Copy, from the listing, every line in which the string "week" is present.

* Material supplied *

------------------------------

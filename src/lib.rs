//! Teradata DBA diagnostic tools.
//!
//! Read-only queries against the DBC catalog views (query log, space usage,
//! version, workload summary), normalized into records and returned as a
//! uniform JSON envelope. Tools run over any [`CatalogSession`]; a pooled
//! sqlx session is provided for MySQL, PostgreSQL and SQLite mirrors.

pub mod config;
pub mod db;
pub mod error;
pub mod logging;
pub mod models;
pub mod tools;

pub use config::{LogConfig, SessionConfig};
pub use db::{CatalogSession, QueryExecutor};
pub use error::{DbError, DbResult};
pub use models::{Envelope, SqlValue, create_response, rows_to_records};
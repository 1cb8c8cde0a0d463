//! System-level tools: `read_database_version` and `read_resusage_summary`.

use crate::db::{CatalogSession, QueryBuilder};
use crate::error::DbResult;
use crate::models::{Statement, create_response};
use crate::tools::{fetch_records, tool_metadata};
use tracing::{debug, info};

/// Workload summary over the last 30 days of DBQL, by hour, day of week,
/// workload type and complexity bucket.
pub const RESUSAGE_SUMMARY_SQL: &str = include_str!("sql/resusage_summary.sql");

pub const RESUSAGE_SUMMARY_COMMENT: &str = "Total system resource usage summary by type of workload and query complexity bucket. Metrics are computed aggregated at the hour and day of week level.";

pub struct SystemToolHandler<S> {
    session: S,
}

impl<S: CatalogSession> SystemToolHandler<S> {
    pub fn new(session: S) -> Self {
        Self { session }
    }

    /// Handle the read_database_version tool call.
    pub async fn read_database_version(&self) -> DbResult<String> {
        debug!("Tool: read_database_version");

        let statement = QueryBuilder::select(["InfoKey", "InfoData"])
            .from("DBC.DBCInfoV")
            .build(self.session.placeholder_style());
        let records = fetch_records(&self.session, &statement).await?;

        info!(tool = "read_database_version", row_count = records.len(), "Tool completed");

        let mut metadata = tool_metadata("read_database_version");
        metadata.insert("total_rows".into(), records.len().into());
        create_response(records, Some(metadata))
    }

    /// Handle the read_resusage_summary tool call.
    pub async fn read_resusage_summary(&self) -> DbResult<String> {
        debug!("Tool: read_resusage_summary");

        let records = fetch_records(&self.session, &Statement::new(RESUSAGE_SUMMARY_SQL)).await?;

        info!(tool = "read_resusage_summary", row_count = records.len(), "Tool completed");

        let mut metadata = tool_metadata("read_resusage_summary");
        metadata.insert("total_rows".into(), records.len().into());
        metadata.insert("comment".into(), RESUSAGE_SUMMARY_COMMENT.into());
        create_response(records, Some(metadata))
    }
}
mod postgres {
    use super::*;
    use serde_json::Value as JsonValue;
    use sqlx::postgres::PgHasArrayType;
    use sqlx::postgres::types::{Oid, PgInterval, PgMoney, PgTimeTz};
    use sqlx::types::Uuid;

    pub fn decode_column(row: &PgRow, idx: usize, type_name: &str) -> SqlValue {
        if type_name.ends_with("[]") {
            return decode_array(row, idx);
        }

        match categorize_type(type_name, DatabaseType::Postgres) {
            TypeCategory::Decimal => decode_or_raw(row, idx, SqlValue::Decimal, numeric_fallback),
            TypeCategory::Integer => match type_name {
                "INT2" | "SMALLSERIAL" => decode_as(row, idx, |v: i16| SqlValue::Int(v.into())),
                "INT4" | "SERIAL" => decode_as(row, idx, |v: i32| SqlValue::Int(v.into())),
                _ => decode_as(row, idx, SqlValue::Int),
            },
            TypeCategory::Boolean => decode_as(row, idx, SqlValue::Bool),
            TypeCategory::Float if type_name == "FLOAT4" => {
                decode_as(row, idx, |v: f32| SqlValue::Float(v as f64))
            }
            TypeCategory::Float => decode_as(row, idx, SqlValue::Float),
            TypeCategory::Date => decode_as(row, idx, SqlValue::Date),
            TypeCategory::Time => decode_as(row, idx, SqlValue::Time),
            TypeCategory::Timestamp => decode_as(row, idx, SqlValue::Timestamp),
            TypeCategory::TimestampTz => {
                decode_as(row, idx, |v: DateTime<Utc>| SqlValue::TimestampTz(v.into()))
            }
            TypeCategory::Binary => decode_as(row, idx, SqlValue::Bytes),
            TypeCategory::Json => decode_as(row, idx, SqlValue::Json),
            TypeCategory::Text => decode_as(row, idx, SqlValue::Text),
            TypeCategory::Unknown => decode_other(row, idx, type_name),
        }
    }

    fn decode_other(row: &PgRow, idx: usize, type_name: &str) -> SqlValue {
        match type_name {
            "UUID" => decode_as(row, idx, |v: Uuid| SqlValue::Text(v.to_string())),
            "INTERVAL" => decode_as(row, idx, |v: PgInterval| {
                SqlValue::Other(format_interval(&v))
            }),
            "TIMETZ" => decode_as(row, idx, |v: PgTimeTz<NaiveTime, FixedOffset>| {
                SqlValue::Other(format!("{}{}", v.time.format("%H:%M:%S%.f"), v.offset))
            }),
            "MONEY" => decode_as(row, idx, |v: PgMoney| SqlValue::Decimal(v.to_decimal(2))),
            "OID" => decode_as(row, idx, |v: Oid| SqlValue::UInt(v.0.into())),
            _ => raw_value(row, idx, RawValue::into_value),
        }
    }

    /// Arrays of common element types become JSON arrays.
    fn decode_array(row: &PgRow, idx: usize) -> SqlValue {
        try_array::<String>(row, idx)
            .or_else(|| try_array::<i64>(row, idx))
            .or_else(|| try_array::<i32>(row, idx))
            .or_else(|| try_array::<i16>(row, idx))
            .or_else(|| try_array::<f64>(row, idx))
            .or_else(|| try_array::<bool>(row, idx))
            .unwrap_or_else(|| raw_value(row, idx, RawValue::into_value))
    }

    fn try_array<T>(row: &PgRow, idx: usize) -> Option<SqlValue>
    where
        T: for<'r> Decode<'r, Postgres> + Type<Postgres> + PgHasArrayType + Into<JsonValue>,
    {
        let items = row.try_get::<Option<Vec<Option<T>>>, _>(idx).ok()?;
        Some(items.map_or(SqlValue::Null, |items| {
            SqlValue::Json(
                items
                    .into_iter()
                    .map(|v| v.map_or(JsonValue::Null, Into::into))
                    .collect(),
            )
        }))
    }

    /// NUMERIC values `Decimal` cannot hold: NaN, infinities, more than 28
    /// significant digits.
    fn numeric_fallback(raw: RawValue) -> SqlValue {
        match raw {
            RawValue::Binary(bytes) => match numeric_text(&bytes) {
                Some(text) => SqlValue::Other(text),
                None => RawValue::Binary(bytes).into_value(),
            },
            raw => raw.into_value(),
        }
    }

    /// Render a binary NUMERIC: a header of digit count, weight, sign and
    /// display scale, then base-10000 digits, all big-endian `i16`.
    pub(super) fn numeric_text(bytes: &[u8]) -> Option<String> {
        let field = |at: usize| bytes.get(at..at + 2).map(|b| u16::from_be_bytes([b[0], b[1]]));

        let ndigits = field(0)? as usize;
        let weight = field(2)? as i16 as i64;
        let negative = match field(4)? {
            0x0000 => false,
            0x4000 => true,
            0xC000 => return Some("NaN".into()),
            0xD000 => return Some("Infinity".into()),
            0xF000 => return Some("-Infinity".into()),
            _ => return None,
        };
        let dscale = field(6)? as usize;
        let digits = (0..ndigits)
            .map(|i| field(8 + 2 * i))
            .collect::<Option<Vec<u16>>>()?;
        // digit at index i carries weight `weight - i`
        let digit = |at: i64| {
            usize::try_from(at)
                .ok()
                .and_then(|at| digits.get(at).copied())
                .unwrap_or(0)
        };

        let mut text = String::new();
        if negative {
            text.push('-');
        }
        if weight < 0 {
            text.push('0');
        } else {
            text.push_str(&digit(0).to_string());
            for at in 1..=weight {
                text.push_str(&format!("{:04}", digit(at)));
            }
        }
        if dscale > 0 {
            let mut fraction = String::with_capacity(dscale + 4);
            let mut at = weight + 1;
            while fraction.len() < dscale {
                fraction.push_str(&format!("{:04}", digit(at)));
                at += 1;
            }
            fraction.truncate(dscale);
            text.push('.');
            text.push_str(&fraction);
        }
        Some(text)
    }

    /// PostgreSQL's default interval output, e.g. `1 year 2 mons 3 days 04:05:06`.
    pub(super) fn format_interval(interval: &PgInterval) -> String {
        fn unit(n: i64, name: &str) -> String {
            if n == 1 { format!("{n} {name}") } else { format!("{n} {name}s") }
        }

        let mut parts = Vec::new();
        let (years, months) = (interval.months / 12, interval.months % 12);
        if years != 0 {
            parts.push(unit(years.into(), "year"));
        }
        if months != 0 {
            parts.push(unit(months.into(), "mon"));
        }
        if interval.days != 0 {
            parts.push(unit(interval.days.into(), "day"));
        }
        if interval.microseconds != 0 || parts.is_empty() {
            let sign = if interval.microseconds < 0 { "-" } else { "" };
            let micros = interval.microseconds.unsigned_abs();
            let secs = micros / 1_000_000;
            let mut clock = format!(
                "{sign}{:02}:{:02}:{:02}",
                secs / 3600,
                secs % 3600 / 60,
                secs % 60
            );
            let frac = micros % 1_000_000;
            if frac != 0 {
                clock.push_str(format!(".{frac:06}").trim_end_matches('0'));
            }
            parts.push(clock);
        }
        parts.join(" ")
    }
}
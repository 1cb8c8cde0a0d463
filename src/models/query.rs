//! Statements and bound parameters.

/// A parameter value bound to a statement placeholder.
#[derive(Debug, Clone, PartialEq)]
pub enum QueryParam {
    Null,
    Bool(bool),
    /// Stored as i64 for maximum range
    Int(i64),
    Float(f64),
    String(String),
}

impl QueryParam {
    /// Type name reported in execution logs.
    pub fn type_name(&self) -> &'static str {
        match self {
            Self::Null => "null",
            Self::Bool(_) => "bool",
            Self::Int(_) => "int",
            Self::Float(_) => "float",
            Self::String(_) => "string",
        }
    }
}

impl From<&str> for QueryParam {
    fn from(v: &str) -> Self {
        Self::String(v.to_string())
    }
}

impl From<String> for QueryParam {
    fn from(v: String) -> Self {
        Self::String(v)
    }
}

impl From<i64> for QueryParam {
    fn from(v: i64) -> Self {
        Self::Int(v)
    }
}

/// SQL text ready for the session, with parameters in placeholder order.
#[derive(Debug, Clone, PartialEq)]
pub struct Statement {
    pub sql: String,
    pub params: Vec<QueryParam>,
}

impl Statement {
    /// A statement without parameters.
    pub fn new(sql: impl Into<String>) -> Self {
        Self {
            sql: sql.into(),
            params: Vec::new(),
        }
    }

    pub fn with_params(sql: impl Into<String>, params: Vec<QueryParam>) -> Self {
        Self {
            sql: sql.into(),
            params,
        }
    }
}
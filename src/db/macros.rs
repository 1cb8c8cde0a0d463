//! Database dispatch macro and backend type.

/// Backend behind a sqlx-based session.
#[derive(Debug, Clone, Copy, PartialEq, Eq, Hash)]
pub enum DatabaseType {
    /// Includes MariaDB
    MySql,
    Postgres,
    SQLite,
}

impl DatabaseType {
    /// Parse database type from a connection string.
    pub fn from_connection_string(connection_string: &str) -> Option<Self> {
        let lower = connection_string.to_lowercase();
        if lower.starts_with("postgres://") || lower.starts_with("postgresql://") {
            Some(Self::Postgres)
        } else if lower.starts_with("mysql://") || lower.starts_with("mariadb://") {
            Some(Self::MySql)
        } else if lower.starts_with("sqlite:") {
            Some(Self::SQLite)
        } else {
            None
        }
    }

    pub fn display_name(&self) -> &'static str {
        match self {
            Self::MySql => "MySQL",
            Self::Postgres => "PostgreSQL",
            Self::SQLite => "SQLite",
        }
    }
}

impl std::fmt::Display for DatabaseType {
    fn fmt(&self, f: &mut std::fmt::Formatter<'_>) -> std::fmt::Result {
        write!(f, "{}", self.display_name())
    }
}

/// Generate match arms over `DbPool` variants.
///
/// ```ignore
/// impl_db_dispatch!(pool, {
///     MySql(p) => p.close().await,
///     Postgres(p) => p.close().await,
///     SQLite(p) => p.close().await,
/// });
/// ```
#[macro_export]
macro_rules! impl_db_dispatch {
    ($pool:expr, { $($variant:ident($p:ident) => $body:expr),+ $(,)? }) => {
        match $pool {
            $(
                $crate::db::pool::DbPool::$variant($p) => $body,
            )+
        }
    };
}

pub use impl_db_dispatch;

------------------------------

* Response below *
/// Workload summary over the last 30 days of DBQL, by hour, day of week,
pub const RESUSAGE_SUMMARY_COMMENT: &str = "Total system resource usage summary by type of workload and query complexity bucket. Metrics are computed aggregated at the hour and day of week level.";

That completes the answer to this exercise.